Background: Coronavirus disease in 2019, also known as COVID-19, is a respiratory disease that is cause by Severe Acute Respiratory Coronavirus 2. In March 2020, the World Health Organization Declared the disease as a pandemic. Social Distancing is to prevent the transmission of the virus from the asymptomatic persons, who are not yet isolated.
Aim: To measure the parent-child relationship during the COVID-19 Social Distancing in Saudi Arabia.
Method: A cross sectional survey study, done from 2020 April to July and shortly after the quarantine was stopped. Questionnaire used was the short version of a validated survey created by Robert Pianta to assess the parents-child relationship during and before the quarantine period in the western part of Saudi Arabia, mainly Jeddah and adjacent cities.

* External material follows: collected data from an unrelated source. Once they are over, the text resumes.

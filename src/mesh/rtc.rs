//! WebRTC peer links
//!
//! Offer/answer payloads are browser `RTCSessionDescriptionInit` JSON and
//! candidates are `RTCIceCandidateInit` JSON, so native and userscript peers
//! can pair. Candidates trickle; nothing waits for gathering to complete.

use async_trait::async_trait;
use std::sync::atomic::{AtomicBool, Ordering};
use std::sync::Arc;
use tokio::sync::Mutex;
use tracing::{debug, info, trace};
use webrtc::api::interceptor_registry::register_default_interceptors;
use webrtc::api::media_engine::MediaEngine;
use webrtc::api::APIBuilder;
use webrtc::data_channel::data_channel_init::RTCDataChannelInit;
use webrtc::data_channel::data_channel_message::DataChannelMessage;
use webrtc::data_channel::data_channel_state::RTCDataChannelState;
use webrtc::data_channel::RTCDataChannel;
use webrtc::ice_transport::ice_candidate::{RTCIceCandidate, RTCIceCandidateInit};
use webrtc::ice_transport::ice_server::RTCIceServer;
use webrtc::interceptor::registry::Registry;
use webrtc::peer_connection::configuration::RTCConfiguration;
use webrtc::peer_connection::peer_connection_state::RTCPeerConnectionState;
use webrtc::peer_connection::sdp::session_description::RTCSessionDescription;
use webrtc::peer_connection::RTCPeerConnection;

use super::error::LinkError;
use super::transport::{LinkEvent, LinkEventSink, LinkFactory, PeerLink};
use super::types::{short_id, ChannelState, ConnectionState, CHANNEL_LABEL};

/// Creates WebRTC links using the given STUN servers
#[derive(Debug, Clone)]
pub struct RtcLinkFactory {
    stun_servers: Vec<String>,
}

impl RtcLinkFactory {
    pub fn new(stun_servers: Vec<String>) -> Self {
        Self { stun_servers }
    }
}

#[async_trait]
impl LinkFactory for RtcLinkFactory {
    async fn create(&self, sink: LinkEventSink) -> Result<Arc<dyn PeerLink>, LinkError> {
        let link = RtcLink::new(sink, &self.stun_servers).await?;
        Ok(Arc::new(link))
    }
}

/// Event reporting that goes quiet once the link is closed
struct Reporter {
    sink: LinkEventSink,
    closed: AtomicBool,
}

impl Reporter {
    fn emit(&self, event: LinkEvent) {
        if !self.closed.load(Ordering::SeqCst) {
            self.sink.emit(event);
        }
    }

    fn short(&self) -> String {
        short_id(self.sink.peer_id()).to_string()
    }
}

/// One RTCPeerConnection plus its `url-channel` data channel
pub struct RtcLink {
    pc: Arc<RTCPeerConnection>,
    channel: Arc<Mutex<Option<Arc<RTCDataChannel>>>>,
    reporter: Arc<Reporter>,
}

impl RtcLink {
    pub async fn new(sink: LinkEventSink, stun_servers: &[String]) -> Result<Self, LinkError> {
        let mut m = MediaEngine::default();
        m.register_default_codecs()?;

        let mut registry = Registry::new();
        registry = register_default_interceptors(registry, &mut m)?;

        let api = APIBuilder::new()
            .with_media_engine(m)
            .with_interceptor_registry(registry)
            .build();

        let ice_servers: Vec<RTCIceServer> = stun_servers
            .iter()
            .map(|url| RTCIceServer {
                urls: vec![url.clone()],
                ..Default::default()
            })
            .collect();

        let config = RTCConfiguration {
            ice_servers,
            ..Default::default()
        };

        let link = Self {
            pc: Arc::new(api.new_peer_connection(config).await?),
            channel: Arc::new(Mutex::new(None)),
            reporter: Arc::new(Reporter {
                sink,
                closed: AtomicBool::new(false),
            }),
        };
        link.setup_handlers();
        Ok(link)
    }

    fn setup_handlers(&self) {
        let reporter = self.reporter.clone();
        self.pc
            .on_ice_candidate(Box::new(move |candidate: Option<RTCIceCandidate>| {
                let reporter = reporter.clone();
                Box::pin(async move {
                    let Some(candidate) = candidate else {
                        return;
                    };
                    match candidate.to_json() {
                        Ok(init) => reporter.emit(LinkEvent::LocalCandidate(candidate_json(&init))),
                        Err(e) => debug!("[Peer {}] Bad local candidate: {}", reporter.short(), e),
                    }
                })
            }));

        let reporter = self.reporter.clone();
        self.pc
            .on_peer_connection_state_change(Box::new(move |state: RTCPeerConnectionState| {
                let reporter = reporter.clone();
                Box::pin(async move {
                    info!("[Peer {}] Connection state: {}", reporter.short(), state);
                    if let Some(state) = map_state(state) {
                        reporter.emit(LinkEvent::ConnectionState(state));
                    }
                })
            }));

        // Responder side: the initiator opens the channel
        let reporter = self.reporter.clone();
        let channel = self.channel.clone();
        self.pc
            .on_data_channel(Box::new(move |dc: Arc<RTCDataChannel>| {
                let reporter = reporter.clone();
                let channel = channel.clone();
                Box::pin(async move {
                    info!(
                        "[Peer {}] Received data channel: {}",
                        reporter.short(),
                        dc.label()
                    );
                    setup_channel_handlers(&dc, reporter);
                    *channel.lock().await = Some(dc);
                })
            }));
    }
}

fn setup_channel_handlers(dc: &Arc<RTCDataChannel>, reporter: Arc<Reporter>) {
    let on_open = reporter.clone();
    dc.on_open(Box::new(move || {
        info!("[Peer {}] Data channel open", on_open.short());
        on_open.emit(LinkEvent::ChannelState(ChannelState::Open));
        Box::pin(async {})
    }));

    let on_close = reporter.clone();
    dc.on_close(Box::new(move || {
        debug!("[Peer {}] Data channel closed", on_close.short());
        on_close.emit(LinkEvent::ChannelState(ChannelState::Closed));
        Box::pin(async {})
    }));

    dc.on_message(Box::new(move |msg: DataChannelMessage| {
        let reporter = reporter.clone();
        Box::pin(async move {
            if !msg.is_string {
                trace!("[Peer {}] Ignoring binary message", reporter.short());
                return;
            }
            match String::from_utf8(msg.data.to_vec()) {
                Ok(text) => reporter.emit(LinkEvent::Message(text)),
                Err(e) => debug!("[Peer {}] Invalid UTF-8 message: {}", reporter.short(), e),
            }
        })
    }));
}

fn map_state(state: RTCPeerConnectionState) -> Option<ConnectionState> {
    match state {
        RTCPeerConnectionState::New => Some(ConnectionState::New),
        RTCPeerConnectionState::Connecting => Some(ConnectionState::Connecting),
        RTCPeerConnectionState::Connected => Some(ConnectionState::Connected),
        RTCPeerConnectionState::Disconnected => Some(ConnectionState::Disconnected),
        RTCPeerConnectionState::Failed => Some(ConnectionState::Failed),
        RTCPeerConnectionState::Closed => Some(ConnectionState::Closed),
        RTCPeerConnectionState::Unspecified => None,
    }
}

fn candidate_json(init: &RTCIceCandidateInit) -> serde_json::Value {
    serde_json::json!({
        "candidate": init.candidate,
        "sdpMid": init.sdp_mid,
        "sdpMLineIndex": init.sdp_mline_index,
        "usernameFragment": init.username_fragment,
    })
}

fn description_json(desc: &RTCSessionDescription, kind: &str) -> serde_json::Value {
    serde_json::json!({
        "type": kind,
        "sdp": desc.sdp,
    })
}

/// Pull the SDP out of a description payload, checking its type if given
fn sdp_of(desc: &serde_json::Value, kind: &'static str) -> Result<String, LinkError> {
    if let Some(actual) = desc.get("type").and_then(|t| t.as_str()) {
        if actual != kind {
            return Err(LinkError::UnexpectedDescription(format!(
                "expected {}, got {}",
                kind, actual
            )));
        }
    }
    desc.get("sdp")
        .and_then(|s| s.as_str())
        .map(|s| s.to_string())
        .ok_or(LinkError::MissingSdp(kind))
}

#[async_trait]
impl PeerLink for RtcLink {
    async fn create_offer(&self) -> Result<serde_json::Value, LinkError> {
        let init = RTCDataChannelInit {
            ordered: Some(true),
            ..Default::default()
        };
        let dc = self.pc.create_data_channel(CHANNEL_LABEL, Some(init)).await?;
        setup_channel_handlers(&dc, self.reporter.clone());
        *self.channel.lock().await = Some(dc);

        let offer = self.pc.create_offer(None).await?;
        self.pc.set_local_description(offer.clone()).await?;
        Ok(description_json(&offer, "offer"))
    }

    async fn accept_offer(&self, offer: serde_json::Value) -> Result<serde_json::Value, LinkError> {
        let sdp = sdp_of(&offer, "offer")?;
        self.pc
            .set_remote_description(RTCSessionDescription::offer(sdp)?)
            .await?;

        let answer = self.pc.create_answer(None).await?;
        self.pc.set_local_description(answer.clone()).await?;
        Ok(description_json(&answer, "answer"))
    }

    async fn apply_answer(&self, answer: serde_json::Value) -> Result<(), LinkError> {
        let sdp = sdp_of(&answer, "answer")?;
        self.pc
            .set_remote_description(RTCSessionDescription::answer(sdp)?)
            .await?;
        Ok(())
    }

    async fn add_candidate(&self, candidate: serde_json::Value) -> Result<(), LinkError> {
        let candidate_str = candidate
            .get("candidate")
            .and_then(|c| c.as_str())
            .unwrap_or("");

        // End-of-candidates marker
        if candidate_str.is_empty() {
            return Ok(());
        }

        let init = RTCIceCandidateInit {
            candidate: candidate_str.to_string(),
            sdp_mid: candidate
                .get("sdpMid")
                .and_then(|m| m.as_str())
                .map(|s| s.to_string()),
            sdp_mline_index: candidate
                .get("sdpMLineIndex")
                .and_then(|i| i.as_u64())
                .map(|i| i as u16),
            username_fragment: candidate
                .get("usernameFragment")
                .and_then(|u| u.as_str())
                .map(|s| s.to_string()),
        };
        self.pc.add_ice_candidate(init).await?;
        Ok(())
    }

    async fn send(&self, text: String) -> Result<(), LinkError> {
        if self.reporter.closed.load(Ordering::SeqCst) {
            return Err(LinkError::Closed);
        }
        let channel = self.channel.lock().await;
        let dc = channel.as_ref().ok_or(LinkError::ChannelNotOpen)?;
        if dc.ready_state() != RTCDataChannelState::Open {
            return Err(LinkError::ChannelNotOpen);
        }
        dc.send_text(text).await?;
        Ok(())
    }

    async fn close(&self) {
        if self.reporter.closed.swap(true, Ordering::SeqCst) {
            return;
        }
        if let Some(dc) = self.channel.lock().await.take() {
            if let Err(e) = dc.close().await {
                debug!("[Peer {}] Error closing channel: {}", self.reporter.short(), e);
            }
        }
        if let Err(e) = self.pc.close().await {
            debug!("[Peer {}] Error closing connection: {}", self.reporter.short(), e);
        }
    }
}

Result: Total participants were 377, and the mean age of the parents is 37 years. On average, parents have from 1-3 children. The mean average number of hours parent stayed with their children before the Social Distancing was 8 hours and this increased to 12 hours after Social Distancing. Women tend to have average number of hours stayed with children higher than men. Comparing the closeness score and conflict score between before the Quarantine and after it showed a statistically significant more conflict before the Quarantine than after it. It was higher among female parents compared to male parents. For closeness there was no statistical significance as both scores were close to 31.
Conclusion: There is a statistical significance improve in the closeness between parents and their children after the COVID-19 social distancing and more time spent with them. However, the conflict between mothers and their children were less comparing before and during the quarantine.